Un testo che suggella la storia di un rapporto fervido e ricco tra l’editore torinese, grazie a Giulio Bollati, e lo psichiatra veneziano, che si è sviluppato a partire dalla seconda metà degli anni 60. La coralità dell’esperienza goriziana, meta di nuovi collaboratori (Antonio Slavich, Agostino Pirella, Giovanni Jervis, Letizia Comba, Lucio Schittar, Domenico Casagrande e, molto presto, Fabio Visentini, e Mario Tommasini, il vulcanico assessore alla Sanità di Parma che porterà poi Basaglia a dirigere il manicomio di Colorno) e di molti visitatori (tra cui Pier Paolo Pasolini e Giovanni Berlinguer), diventa materia costitutiva dei quattro testi fondativi editi da Einaudi (e oggi rieditati da Baldini+Castoldi) a cura di Franco Basaglia e Franca Ongaro Basaglia. A cominciare da L’istituzione negata, pubblicata nel ’68. A seguire con La maggioranza deviante, pubblicato nel 1971, passando da Che cos’è la psichiatria? pubblicato nel ’73.

Un percorso collettivo
In questi testi si raccoglie e si rilancia al pubblico italiano il percorso collettivo e innovativo che andava sviluppandosi tra lo smantellamento del manicomio di Gorizia, di Colorno e infine di Trieste.

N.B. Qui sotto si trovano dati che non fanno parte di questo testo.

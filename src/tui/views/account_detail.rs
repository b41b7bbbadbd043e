//! Account detail screen
//!
//! One account's summary plus its feed, filtered to entries in the
//! account's currency.

use ratatui::{
    layout::Rect,
    style::{Color, Modifier, Style},
    text::{Line, Span},
    widgets::{Block, Borders, Paragraph},
    Frame,
};

use crate::models::Account;
use crate::tui::app::App;
use crate::tui::layout::DetailLayout;

use super::{format_amount, render_feed_table};

/// Render the account detail screen
pub fn render(frame: &mut Frame, app: &App, area: Rect) {
    let Some(account) = app.dashboard.selected_account() else {
        // A detail screen always carries an account id; an unknown id can
        // only mean the data under it went away.
        let block = Block::default()
            .borders(Borders::ALL)
            .border_style(Style::default().fg(Color::DarkGray));
        let text = Paragraph::new("Account not found. Press Esc to go back.")
            .block(block)
            .style(Style::default().fg(Color::DarkGray));
        frame.render_widget(text, area);
        return;
    };

    let layout = DetailLayout::new(area);
    render_summary(frame, app, account, layout.summary);

    let entries = app.dashboard.transactions_for(account);
    let selected = (!entries.is_empty()).then_some(app.detail_index.min(entries.len() - 1));
    let title = format!(" {} activity ", account.currency);
    render_feed_table(frame, app, layout.feed, &title, &entries, selected, true);
}

/// Render the account summary header
fn render_summary(frame: &mut Frame, app: &App, account: &Account, area: Rect) {
    let accent = app.accent();

    let block = Block::default()
        .title(format!(" {} {} account ", account.flag, account.currency))
        .title_style(Style::default().fg(accent).add_modifier(Modifier::BOLD))
        .borders(Borders::ALL)
        .border_style(Style::default().fg(accent));

    let balance_line = match app.balance_editor(&account.id) {
        Some(editor) => editor.styled_line(true, accent),
        None => Line::from(Span::styled(
            format!(
                "{} {}",
                format_amount(account.balance, &app.settings),
                account.currency
            ),
            Style::default()
                .fg(Color::White)
                .add_modifier(Modifier::BOLD),
        )),
    };

    let hint = if app.dashboard.edit_mode() {
        "Enter:Edit amount  b:Edit balance  Esc:Back"
    } else {
        "j/k:Feed  a:Add  Esc:Back"
    };

    let lines = vec![
        Line::from(""),
        balance_line,
        Line::from(Span::styled(
            account.account_number.clone(),
            Style::default().fg(Color::DarkGray),
        )),
        Line::from(""),
        Line::from(Span::styled(hint, Style::default().fg(Color::DarkGray))),
    ];

    frame.render_widget(Paragraph::new(lines).block(block), area);
}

Grazie all’apertura garantita dal presidente della provincia, Michele Zanetti, Trieste diventa lo spazio d’inveramento definitivo dell’esperienza di superamento del manicomio e di costruzione di un nuovo modo di guardare al concetto di salute, che coinvolge sì un percorso legato al mondo della salute mentale, ma che in realtà, più profondamente, riguarda una riflessione sull’individuo e sulla società.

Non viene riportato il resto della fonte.